Saved data entries:
- - - - -
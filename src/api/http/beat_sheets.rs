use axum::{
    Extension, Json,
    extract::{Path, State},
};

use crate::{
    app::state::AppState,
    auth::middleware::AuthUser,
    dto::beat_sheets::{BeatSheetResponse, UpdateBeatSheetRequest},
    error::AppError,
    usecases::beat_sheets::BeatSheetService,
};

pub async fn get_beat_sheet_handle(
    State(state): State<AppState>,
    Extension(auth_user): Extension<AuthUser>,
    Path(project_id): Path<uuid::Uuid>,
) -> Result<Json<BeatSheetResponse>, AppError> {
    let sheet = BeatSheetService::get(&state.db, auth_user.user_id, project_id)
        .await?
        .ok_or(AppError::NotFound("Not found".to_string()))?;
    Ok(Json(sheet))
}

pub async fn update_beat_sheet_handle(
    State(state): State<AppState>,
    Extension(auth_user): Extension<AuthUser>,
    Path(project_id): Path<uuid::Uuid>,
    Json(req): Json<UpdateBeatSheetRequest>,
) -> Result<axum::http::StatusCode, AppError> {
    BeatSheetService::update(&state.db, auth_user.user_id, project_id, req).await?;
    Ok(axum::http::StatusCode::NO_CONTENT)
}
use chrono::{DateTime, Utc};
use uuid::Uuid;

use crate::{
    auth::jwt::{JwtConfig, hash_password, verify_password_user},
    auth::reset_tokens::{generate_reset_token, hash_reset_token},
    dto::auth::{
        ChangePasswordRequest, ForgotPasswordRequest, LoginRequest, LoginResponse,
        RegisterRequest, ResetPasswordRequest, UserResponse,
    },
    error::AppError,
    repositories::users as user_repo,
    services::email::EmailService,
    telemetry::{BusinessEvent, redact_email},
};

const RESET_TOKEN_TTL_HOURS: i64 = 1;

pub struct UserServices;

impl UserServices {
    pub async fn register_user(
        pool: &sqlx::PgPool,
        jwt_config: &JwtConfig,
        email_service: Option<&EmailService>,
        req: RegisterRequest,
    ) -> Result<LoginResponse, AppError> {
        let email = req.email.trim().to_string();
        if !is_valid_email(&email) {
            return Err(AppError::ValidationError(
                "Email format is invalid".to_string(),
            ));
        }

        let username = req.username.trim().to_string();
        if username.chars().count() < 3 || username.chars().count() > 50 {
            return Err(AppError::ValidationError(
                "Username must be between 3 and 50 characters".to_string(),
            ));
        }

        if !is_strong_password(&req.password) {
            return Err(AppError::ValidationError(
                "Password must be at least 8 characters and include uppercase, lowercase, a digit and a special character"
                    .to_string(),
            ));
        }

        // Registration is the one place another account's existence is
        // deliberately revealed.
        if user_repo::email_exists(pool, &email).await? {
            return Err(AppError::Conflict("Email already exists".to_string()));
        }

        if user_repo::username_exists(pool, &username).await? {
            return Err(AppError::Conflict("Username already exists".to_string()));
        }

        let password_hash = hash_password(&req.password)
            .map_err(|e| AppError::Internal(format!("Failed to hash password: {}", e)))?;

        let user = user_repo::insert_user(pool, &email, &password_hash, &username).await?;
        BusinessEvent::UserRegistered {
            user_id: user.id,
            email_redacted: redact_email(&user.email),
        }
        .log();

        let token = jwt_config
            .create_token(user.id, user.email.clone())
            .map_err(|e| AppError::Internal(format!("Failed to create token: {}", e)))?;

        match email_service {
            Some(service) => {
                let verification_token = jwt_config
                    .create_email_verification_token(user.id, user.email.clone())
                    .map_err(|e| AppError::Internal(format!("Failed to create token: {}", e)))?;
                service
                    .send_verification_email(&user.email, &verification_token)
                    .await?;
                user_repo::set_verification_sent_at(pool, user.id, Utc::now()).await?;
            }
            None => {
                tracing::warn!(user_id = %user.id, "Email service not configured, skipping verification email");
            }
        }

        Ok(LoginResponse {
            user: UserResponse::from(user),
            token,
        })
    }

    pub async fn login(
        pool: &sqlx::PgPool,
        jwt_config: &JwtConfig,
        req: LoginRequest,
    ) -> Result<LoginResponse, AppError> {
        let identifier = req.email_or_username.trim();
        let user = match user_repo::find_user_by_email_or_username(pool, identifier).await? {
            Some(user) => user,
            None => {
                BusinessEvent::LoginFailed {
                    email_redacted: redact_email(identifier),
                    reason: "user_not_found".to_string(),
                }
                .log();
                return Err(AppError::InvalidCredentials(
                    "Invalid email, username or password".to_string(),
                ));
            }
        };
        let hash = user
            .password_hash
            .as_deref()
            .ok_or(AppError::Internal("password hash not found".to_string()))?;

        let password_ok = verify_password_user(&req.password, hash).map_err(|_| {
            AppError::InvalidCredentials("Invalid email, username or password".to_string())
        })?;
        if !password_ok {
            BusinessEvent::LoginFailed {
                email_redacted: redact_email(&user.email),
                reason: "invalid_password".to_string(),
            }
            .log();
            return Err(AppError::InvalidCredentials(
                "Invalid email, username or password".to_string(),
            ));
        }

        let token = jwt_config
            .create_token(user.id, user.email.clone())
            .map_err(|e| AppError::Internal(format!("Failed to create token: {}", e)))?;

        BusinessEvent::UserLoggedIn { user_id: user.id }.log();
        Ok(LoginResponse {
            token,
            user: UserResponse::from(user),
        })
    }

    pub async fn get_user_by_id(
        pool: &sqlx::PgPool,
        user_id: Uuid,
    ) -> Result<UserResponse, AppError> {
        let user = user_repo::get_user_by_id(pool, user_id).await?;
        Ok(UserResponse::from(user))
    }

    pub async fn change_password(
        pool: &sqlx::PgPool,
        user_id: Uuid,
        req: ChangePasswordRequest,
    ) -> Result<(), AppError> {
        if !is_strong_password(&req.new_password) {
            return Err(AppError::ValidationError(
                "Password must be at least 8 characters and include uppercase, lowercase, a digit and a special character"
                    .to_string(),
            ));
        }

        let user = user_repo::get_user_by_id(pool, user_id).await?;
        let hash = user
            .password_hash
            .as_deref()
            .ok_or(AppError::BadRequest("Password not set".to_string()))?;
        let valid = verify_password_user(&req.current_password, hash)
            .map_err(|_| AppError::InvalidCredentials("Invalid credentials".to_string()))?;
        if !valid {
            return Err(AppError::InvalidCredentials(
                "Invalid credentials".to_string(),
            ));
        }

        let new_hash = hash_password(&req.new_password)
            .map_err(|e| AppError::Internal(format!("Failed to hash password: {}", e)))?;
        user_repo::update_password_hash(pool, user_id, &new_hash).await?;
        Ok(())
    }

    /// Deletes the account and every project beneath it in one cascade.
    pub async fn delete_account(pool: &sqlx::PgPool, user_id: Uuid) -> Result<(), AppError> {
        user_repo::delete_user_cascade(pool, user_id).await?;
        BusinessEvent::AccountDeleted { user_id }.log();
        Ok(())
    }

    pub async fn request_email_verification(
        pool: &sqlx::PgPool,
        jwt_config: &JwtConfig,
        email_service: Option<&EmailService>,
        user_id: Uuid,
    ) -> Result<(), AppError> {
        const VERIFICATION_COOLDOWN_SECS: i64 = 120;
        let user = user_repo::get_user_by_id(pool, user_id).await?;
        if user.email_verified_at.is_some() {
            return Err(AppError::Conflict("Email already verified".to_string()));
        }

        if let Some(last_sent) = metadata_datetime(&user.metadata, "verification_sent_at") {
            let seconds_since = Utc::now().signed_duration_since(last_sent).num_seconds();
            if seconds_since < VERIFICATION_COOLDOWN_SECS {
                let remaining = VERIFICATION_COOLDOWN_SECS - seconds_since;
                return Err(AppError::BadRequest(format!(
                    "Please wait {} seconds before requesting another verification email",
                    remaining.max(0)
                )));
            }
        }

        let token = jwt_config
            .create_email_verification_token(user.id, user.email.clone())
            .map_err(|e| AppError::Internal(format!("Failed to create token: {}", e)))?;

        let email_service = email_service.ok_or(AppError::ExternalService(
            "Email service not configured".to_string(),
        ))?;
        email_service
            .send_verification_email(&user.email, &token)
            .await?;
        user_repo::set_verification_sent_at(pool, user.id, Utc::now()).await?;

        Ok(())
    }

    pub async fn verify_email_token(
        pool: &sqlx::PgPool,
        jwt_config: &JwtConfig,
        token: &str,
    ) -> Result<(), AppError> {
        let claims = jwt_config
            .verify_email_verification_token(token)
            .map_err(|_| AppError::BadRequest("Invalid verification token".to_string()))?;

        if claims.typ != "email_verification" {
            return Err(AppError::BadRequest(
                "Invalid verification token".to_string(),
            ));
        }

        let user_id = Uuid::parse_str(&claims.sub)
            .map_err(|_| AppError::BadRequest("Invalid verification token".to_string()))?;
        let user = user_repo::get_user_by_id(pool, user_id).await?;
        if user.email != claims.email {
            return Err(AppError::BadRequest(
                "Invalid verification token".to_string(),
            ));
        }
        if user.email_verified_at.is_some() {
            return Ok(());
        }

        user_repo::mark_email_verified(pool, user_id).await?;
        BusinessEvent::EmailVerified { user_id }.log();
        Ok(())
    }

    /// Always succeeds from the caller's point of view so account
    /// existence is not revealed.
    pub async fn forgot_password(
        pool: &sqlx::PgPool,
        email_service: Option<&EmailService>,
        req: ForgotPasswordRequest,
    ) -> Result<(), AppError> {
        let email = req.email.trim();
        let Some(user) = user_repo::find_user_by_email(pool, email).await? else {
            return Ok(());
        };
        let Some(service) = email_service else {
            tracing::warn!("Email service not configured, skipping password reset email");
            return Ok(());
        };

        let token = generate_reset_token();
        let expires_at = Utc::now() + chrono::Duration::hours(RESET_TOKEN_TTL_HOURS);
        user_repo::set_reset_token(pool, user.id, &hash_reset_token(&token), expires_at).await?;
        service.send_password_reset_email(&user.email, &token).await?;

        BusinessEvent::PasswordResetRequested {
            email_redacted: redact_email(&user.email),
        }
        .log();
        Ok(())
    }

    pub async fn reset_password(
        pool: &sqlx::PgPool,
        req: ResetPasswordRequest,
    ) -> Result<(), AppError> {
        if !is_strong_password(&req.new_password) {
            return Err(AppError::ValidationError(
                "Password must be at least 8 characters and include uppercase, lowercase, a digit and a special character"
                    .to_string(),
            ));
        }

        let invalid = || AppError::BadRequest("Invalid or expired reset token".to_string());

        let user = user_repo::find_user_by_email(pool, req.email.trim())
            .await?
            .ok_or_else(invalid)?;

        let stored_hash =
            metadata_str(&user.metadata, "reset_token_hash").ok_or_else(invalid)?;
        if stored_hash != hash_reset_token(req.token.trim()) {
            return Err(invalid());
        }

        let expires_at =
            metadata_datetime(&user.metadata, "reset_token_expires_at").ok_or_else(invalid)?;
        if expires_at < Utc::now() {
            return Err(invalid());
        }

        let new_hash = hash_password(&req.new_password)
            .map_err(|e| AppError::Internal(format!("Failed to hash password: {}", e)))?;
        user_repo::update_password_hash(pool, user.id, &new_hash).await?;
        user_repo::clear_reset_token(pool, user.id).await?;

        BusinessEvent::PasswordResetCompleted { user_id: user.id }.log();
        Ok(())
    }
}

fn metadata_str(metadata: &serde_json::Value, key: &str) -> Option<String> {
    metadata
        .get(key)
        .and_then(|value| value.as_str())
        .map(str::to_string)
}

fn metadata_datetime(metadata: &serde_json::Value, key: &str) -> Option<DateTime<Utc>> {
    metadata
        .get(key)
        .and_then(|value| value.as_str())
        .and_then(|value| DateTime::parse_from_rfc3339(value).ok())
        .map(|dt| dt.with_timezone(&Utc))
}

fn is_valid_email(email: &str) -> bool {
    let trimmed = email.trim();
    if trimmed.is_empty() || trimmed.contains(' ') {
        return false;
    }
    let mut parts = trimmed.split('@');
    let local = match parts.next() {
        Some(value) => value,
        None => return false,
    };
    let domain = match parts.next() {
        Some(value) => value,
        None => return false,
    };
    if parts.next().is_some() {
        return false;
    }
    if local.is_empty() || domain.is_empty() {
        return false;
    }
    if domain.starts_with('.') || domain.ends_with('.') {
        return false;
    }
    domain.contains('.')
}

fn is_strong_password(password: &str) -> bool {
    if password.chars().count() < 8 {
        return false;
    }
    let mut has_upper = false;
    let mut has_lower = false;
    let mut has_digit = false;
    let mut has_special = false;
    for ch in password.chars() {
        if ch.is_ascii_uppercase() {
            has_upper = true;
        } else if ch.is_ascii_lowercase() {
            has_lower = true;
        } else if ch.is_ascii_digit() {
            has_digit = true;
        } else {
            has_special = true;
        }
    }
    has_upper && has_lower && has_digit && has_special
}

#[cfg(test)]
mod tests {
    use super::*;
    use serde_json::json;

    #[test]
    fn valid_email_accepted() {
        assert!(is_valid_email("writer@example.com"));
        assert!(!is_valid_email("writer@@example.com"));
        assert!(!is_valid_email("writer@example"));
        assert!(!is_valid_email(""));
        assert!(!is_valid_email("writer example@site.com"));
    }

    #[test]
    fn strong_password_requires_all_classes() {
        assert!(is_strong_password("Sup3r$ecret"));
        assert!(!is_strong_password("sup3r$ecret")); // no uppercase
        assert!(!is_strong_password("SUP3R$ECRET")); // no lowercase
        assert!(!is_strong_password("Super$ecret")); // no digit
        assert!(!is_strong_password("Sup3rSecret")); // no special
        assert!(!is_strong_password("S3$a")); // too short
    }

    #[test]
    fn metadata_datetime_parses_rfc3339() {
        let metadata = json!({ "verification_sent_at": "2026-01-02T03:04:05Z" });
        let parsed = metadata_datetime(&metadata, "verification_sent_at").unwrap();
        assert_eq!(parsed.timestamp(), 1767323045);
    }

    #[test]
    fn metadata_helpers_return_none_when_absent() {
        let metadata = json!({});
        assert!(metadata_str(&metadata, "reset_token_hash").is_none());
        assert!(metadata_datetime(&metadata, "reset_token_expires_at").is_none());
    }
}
- - - - -
▶ _PROBLEM DETAILS_: Lines containing "chars": tally them across the records above and give the total alone.

▶ _RESPONSE BELOW_: 3